### Your task:
Report only the number of lines in the following entries where the word "Returns" occurs.

Start of Exercise data

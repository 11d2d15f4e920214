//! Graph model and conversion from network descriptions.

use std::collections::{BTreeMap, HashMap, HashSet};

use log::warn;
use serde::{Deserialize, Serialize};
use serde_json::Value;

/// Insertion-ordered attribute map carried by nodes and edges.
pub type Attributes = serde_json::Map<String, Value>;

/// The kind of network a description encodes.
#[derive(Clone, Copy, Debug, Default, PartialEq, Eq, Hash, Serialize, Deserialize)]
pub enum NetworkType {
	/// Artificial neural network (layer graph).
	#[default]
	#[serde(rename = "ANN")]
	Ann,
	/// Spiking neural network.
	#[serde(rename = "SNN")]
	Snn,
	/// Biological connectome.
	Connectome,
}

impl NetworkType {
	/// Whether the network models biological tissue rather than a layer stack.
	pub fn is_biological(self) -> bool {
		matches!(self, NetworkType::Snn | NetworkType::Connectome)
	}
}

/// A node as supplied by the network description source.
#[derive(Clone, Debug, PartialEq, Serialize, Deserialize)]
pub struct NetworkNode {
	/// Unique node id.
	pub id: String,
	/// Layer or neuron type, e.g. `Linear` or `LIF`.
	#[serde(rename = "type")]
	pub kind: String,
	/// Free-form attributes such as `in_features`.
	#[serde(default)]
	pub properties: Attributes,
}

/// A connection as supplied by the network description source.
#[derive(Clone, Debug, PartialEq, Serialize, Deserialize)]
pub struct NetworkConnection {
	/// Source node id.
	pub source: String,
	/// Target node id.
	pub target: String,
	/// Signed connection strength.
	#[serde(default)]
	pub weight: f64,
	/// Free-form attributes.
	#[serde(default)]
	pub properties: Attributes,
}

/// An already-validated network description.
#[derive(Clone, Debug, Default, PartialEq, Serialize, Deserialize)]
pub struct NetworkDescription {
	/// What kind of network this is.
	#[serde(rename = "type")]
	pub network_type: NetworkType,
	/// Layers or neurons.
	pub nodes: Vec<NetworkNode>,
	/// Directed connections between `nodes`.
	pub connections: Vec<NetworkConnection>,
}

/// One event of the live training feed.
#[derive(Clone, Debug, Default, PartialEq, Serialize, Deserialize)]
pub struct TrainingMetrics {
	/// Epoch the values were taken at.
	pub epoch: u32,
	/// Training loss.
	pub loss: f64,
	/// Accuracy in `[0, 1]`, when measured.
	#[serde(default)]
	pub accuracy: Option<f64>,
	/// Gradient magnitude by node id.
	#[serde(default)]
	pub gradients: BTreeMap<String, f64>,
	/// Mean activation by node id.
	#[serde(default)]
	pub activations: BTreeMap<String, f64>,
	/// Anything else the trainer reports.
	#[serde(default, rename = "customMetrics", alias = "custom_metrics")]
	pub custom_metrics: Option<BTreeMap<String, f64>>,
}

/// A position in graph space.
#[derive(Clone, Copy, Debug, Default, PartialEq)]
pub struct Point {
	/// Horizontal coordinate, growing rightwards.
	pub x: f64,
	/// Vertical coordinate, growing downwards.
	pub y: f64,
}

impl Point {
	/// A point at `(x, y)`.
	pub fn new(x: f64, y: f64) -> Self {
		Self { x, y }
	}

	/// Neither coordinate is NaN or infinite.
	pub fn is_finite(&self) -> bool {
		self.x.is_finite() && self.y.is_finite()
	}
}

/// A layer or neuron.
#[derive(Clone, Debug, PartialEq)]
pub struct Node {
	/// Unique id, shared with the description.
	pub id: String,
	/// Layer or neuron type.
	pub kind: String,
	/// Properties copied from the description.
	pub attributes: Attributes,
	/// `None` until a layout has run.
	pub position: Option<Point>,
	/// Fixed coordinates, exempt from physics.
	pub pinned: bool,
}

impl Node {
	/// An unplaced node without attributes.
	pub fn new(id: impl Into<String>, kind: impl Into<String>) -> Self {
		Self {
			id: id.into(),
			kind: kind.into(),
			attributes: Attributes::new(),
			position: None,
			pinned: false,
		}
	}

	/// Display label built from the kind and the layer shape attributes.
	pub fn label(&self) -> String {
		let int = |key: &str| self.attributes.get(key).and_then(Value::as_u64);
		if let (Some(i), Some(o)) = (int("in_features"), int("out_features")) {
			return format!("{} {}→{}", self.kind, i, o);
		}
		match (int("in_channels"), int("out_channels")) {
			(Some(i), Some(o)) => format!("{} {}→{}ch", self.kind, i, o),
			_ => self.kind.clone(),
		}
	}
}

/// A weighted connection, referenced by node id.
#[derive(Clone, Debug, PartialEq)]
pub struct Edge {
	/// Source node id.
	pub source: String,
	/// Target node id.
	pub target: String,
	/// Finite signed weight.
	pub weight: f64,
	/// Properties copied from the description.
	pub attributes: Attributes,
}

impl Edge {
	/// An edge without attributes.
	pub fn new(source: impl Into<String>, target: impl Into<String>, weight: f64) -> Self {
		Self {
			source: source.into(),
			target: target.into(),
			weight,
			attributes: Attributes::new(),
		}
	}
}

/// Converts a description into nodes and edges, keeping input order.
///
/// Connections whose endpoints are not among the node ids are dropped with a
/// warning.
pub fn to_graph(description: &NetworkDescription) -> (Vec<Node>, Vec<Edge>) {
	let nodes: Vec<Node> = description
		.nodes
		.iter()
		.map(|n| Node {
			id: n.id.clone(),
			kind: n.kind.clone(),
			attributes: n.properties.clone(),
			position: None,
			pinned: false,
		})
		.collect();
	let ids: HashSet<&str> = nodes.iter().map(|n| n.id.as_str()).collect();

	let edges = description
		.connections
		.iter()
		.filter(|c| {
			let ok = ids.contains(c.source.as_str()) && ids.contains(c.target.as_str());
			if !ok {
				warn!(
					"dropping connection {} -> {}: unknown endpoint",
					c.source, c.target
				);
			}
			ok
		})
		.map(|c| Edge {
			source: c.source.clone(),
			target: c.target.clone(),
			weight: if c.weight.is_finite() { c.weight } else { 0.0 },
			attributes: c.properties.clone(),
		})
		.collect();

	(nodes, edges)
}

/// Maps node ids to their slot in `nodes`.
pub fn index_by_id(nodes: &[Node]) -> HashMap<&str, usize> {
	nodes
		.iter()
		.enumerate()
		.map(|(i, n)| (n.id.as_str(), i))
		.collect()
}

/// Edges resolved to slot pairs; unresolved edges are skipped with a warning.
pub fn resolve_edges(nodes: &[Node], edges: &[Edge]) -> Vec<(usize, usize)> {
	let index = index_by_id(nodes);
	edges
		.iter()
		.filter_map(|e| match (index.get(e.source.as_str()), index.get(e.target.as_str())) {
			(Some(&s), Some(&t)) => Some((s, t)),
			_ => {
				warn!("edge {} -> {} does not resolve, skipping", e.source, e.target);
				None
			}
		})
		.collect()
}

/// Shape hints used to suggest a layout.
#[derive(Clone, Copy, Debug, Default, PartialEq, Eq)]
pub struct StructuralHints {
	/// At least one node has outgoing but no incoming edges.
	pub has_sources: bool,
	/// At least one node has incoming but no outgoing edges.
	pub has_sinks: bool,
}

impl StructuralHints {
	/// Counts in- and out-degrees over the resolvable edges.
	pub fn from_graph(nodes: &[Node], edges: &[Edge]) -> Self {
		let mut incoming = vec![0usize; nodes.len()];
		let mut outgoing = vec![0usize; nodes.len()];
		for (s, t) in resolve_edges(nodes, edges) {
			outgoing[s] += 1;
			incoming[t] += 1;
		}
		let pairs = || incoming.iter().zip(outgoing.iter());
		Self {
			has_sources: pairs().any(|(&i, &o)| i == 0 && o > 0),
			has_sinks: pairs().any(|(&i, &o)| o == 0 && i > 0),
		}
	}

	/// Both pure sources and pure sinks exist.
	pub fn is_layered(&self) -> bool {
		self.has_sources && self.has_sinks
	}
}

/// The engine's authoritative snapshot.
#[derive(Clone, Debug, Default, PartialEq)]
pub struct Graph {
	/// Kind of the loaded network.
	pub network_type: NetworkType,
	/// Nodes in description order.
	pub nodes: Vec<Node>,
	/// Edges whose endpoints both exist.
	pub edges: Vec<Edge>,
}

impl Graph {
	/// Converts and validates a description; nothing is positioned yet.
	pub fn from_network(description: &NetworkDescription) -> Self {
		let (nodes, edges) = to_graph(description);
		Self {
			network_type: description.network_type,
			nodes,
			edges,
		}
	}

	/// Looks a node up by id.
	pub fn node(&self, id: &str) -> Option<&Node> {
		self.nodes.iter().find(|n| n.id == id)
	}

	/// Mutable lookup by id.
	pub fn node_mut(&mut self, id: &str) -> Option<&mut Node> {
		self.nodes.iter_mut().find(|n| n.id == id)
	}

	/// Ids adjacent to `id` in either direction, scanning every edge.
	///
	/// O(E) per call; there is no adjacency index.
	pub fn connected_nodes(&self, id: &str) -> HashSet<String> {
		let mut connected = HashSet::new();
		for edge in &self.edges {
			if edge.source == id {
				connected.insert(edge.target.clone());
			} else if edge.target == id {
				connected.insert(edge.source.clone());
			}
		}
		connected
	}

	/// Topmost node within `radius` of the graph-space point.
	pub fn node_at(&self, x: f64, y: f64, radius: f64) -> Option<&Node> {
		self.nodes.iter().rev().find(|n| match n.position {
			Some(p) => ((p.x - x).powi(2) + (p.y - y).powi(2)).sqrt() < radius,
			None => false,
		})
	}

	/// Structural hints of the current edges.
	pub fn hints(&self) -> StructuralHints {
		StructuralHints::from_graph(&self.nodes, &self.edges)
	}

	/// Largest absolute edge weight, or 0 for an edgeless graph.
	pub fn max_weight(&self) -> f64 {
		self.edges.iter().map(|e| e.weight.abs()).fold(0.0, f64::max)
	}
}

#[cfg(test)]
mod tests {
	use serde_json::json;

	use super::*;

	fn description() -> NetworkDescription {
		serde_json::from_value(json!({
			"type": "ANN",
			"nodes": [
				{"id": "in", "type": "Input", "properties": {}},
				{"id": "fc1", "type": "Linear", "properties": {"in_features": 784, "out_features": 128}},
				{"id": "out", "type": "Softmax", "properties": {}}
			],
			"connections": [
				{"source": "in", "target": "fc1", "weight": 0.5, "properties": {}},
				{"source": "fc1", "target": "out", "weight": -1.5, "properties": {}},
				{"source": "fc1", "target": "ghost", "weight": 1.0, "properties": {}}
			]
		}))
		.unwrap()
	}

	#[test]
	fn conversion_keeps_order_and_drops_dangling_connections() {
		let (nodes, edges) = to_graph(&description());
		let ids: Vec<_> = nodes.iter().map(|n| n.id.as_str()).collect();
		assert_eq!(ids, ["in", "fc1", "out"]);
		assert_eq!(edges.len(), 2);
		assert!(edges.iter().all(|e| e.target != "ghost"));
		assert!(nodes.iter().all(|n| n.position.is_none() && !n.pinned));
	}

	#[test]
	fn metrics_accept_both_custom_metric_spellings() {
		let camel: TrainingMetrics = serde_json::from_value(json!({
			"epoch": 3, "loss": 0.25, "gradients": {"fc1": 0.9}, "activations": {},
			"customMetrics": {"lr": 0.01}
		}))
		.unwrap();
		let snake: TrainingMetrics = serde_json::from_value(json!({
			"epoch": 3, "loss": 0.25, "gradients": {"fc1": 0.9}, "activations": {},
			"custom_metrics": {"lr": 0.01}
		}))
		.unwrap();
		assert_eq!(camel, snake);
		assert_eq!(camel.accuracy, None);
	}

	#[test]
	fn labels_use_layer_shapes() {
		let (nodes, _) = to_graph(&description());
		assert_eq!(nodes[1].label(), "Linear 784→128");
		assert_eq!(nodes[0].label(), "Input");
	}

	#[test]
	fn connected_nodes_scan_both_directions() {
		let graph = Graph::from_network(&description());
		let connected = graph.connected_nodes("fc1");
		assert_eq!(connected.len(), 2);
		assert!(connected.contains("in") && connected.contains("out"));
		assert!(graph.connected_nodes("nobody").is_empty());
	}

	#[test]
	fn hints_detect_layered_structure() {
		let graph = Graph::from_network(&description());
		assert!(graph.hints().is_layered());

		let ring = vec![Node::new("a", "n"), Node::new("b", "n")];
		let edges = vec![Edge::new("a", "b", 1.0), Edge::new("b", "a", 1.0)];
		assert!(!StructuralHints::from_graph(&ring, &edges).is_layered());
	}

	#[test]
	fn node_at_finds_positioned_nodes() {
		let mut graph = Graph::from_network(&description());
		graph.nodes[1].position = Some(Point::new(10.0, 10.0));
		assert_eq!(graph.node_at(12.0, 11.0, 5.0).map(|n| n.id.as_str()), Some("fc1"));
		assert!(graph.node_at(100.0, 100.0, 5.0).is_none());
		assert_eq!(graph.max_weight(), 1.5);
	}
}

End of Exercise data
Start of Exercise data

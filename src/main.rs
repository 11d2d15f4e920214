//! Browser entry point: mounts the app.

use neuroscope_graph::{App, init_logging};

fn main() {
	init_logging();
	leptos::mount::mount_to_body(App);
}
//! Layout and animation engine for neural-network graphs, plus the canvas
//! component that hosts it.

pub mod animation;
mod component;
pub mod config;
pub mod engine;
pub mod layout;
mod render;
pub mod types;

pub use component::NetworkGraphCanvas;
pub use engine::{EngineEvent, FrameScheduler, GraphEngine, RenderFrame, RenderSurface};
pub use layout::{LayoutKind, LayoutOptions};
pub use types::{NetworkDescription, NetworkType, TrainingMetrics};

End of Exercise data
Start of Exercise data

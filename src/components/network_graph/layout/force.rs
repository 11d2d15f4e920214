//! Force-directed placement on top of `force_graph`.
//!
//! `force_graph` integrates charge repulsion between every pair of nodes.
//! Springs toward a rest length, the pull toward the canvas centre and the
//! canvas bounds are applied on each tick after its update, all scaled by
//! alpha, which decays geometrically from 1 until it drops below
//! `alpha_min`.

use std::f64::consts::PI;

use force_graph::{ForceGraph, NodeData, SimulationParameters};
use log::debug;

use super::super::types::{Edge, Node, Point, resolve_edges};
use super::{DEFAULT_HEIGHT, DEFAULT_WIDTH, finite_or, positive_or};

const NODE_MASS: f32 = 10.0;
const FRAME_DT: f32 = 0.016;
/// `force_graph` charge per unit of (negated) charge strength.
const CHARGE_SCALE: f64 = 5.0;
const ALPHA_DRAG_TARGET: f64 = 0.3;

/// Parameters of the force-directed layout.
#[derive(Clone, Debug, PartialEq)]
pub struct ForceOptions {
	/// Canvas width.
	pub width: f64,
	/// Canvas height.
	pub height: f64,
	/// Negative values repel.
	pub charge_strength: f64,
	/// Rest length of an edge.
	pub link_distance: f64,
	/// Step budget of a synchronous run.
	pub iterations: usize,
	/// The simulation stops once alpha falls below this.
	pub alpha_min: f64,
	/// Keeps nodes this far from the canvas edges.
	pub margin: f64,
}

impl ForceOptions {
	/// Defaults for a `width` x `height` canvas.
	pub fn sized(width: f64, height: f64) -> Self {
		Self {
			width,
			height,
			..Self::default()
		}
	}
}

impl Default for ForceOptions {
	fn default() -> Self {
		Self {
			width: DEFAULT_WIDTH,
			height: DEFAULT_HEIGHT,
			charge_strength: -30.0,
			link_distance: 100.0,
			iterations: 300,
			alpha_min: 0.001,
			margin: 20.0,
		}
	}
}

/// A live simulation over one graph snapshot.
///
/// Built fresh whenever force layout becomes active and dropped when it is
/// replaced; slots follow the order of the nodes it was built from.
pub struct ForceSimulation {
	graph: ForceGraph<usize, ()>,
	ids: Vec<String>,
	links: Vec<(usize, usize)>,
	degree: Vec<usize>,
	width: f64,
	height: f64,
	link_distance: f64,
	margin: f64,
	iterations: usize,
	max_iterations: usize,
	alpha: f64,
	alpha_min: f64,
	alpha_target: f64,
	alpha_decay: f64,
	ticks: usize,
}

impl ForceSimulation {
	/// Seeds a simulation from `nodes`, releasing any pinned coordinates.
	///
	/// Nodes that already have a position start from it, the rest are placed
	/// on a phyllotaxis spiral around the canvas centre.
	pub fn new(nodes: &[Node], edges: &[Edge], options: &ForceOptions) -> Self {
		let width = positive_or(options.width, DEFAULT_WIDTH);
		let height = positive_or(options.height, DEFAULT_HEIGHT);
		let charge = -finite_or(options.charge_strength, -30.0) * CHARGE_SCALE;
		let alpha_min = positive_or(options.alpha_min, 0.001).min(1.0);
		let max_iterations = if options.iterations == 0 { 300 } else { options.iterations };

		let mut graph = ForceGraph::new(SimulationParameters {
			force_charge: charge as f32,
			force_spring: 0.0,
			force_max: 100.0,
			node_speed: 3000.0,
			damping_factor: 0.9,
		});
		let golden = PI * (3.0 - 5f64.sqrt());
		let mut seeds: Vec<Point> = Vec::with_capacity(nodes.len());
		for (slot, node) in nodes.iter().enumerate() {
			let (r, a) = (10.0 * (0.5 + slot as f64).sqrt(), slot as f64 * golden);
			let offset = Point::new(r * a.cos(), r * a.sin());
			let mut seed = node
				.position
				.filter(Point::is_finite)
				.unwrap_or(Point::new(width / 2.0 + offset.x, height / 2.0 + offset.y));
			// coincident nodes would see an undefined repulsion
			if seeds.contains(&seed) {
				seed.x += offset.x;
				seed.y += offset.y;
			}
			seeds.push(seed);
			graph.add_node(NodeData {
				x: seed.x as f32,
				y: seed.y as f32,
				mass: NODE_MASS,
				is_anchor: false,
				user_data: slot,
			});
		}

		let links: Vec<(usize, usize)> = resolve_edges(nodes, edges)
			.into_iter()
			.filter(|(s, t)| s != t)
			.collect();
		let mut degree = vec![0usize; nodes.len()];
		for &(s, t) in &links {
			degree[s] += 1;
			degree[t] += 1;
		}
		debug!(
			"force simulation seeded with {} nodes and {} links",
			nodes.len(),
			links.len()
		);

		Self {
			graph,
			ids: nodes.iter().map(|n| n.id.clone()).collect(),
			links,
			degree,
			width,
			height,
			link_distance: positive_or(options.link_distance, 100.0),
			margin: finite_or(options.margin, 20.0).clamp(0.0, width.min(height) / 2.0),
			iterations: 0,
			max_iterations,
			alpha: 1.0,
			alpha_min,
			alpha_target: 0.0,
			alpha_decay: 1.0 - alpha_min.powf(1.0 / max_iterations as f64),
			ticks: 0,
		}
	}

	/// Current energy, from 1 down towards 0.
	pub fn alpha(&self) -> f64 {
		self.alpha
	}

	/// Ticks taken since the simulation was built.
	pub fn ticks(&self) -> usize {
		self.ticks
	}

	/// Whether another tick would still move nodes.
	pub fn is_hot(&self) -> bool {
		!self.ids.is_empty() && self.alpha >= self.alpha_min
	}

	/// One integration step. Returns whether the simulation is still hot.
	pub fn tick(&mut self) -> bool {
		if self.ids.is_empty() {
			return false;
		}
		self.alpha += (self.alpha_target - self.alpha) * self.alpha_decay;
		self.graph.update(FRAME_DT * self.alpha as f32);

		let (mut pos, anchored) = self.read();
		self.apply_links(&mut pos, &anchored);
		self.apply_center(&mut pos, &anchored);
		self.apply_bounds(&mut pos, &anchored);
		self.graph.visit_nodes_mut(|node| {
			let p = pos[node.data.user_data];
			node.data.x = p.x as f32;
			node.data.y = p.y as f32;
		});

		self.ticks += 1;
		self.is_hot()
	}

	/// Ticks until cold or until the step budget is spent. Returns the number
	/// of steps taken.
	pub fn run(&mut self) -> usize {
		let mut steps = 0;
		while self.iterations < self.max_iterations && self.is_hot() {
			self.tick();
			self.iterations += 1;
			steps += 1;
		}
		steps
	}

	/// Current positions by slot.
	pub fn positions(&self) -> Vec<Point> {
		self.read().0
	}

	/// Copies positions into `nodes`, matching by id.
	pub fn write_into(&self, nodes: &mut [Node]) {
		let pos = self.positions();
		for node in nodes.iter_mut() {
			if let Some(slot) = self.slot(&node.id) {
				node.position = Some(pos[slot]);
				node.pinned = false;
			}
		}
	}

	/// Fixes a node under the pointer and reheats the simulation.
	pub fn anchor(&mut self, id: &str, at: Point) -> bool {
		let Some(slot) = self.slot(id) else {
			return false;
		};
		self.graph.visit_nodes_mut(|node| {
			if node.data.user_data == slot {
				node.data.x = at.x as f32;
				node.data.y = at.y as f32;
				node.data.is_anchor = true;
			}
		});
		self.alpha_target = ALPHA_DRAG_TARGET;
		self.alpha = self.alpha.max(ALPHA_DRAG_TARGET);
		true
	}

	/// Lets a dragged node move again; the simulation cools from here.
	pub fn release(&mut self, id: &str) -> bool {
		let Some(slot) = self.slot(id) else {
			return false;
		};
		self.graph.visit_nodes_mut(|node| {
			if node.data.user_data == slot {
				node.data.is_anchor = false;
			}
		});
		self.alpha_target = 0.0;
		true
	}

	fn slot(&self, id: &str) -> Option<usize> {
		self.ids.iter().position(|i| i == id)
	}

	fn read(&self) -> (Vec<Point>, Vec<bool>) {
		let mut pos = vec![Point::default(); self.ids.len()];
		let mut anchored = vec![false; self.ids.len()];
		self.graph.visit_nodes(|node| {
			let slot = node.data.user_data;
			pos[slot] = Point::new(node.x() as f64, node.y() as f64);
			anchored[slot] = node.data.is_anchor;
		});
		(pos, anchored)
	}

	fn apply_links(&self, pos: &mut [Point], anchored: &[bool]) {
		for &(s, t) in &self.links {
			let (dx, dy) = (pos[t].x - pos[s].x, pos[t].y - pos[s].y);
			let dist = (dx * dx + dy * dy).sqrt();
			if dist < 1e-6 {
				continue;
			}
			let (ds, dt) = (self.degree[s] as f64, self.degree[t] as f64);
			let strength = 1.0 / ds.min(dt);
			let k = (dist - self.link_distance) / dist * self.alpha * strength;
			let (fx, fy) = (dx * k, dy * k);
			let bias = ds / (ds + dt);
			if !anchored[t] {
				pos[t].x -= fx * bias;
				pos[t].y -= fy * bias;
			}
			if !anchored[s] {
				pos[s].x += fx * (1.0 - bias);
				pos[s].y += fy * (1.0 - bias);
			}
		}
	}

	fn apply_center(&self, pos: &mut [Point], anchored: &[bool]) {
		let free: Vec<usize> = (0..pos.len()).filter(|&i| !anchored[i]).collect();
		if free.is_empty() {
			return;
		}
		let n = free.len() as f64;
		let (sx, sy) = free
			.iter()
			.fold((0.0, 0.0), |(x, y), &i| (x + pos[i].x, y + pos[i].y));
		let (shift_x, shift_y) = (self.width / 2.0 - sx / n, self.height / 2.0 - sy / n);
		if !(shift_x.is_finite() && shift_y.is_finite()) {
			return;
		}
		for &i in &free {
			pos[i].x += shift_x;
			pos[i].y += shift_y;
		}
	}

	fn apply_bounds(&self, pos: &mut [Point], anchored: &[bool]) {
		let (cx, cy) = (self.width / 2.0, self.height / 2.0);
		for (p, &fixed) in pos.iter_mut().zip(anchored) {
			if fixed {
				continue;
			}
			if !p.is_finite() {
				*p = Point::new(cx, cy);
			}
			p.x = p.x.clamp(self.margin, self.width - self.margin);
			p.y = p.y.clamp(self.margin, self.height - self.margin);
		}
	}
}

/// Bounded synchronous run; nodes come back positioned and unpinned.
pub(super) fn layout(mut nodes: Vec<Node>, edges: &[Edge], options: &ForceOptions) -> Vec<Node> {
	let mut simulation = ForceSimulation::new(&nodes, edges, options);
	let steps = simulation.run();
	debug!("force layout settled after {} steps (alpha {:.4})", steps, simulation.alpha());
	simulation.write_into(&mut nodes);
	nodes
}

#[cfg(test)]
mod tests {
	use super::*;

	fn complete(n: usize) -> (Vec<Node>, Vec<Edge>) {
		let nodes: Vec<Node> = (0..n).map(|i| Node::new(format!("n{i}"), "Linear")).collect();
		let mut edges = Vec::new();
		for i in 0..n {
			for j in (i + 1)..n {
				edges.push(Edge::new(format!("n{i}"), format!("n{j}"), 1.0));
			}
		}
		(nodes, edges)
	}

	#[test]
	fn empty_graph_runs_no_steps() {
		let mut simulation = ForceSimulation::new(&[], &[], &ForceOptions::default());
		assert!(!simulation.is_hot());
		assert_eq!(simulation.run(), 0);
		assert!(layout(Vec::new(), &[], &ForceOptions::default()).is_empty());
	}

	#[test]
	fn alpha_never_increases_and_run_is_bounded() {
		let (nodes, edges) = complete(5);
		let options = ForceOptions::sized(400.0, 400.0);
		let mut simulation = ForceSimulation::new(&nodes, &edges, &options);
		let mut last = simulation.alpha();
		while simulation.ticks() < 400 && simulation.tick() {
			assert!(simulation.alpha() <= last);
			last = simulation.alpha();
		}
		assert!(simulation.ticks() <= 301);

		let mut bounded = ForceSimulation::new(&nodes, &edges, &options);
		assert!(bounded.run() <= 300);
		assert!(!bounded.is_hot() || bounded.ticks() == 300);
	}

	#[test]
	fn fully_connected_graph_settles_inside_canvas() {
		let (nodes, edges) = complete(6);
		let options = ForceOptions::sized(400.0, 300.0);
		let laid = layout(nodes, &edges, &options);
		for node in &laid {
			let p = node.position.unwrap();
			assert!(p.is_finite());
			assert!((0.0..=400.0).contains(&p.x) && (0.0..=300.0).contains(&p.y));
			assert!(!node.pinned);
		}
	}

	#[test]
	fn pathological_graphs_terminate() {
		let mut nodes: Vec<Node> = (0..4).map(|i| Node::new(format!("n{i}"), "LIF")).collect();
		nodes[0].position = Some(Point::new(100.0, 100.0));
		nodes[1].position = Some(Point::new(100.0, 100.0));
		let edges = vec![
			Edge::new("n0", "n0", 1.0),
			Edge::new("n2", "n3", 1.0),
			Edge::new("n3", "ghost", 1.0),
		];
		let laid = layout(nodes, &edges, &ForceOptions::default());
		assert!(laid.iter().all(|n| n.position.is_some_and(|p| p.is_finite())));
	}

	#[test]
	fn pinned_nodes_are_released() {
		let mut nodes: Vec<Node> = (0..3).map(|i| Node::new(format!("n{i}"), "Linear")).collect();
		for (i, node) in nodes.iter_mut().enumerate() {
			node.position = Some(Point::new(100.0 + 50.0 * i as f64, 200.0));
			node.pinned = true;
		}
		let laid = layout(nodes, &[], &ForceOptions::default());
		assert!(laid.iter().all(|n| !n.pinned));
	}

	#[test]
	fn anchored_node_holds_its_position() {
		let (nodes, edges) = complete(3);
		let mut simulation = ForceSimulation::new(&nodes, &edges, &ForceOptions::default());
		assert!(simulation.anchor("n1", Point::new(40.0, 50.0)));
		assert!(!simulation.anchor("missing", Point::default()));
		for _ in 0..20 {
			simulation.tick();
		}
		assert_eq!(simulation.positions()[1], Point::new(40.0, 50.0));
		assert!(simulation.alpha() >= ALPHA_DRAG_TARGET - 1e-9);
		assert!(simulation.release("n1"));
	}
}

End of Exercise data

### Exercise answer:
2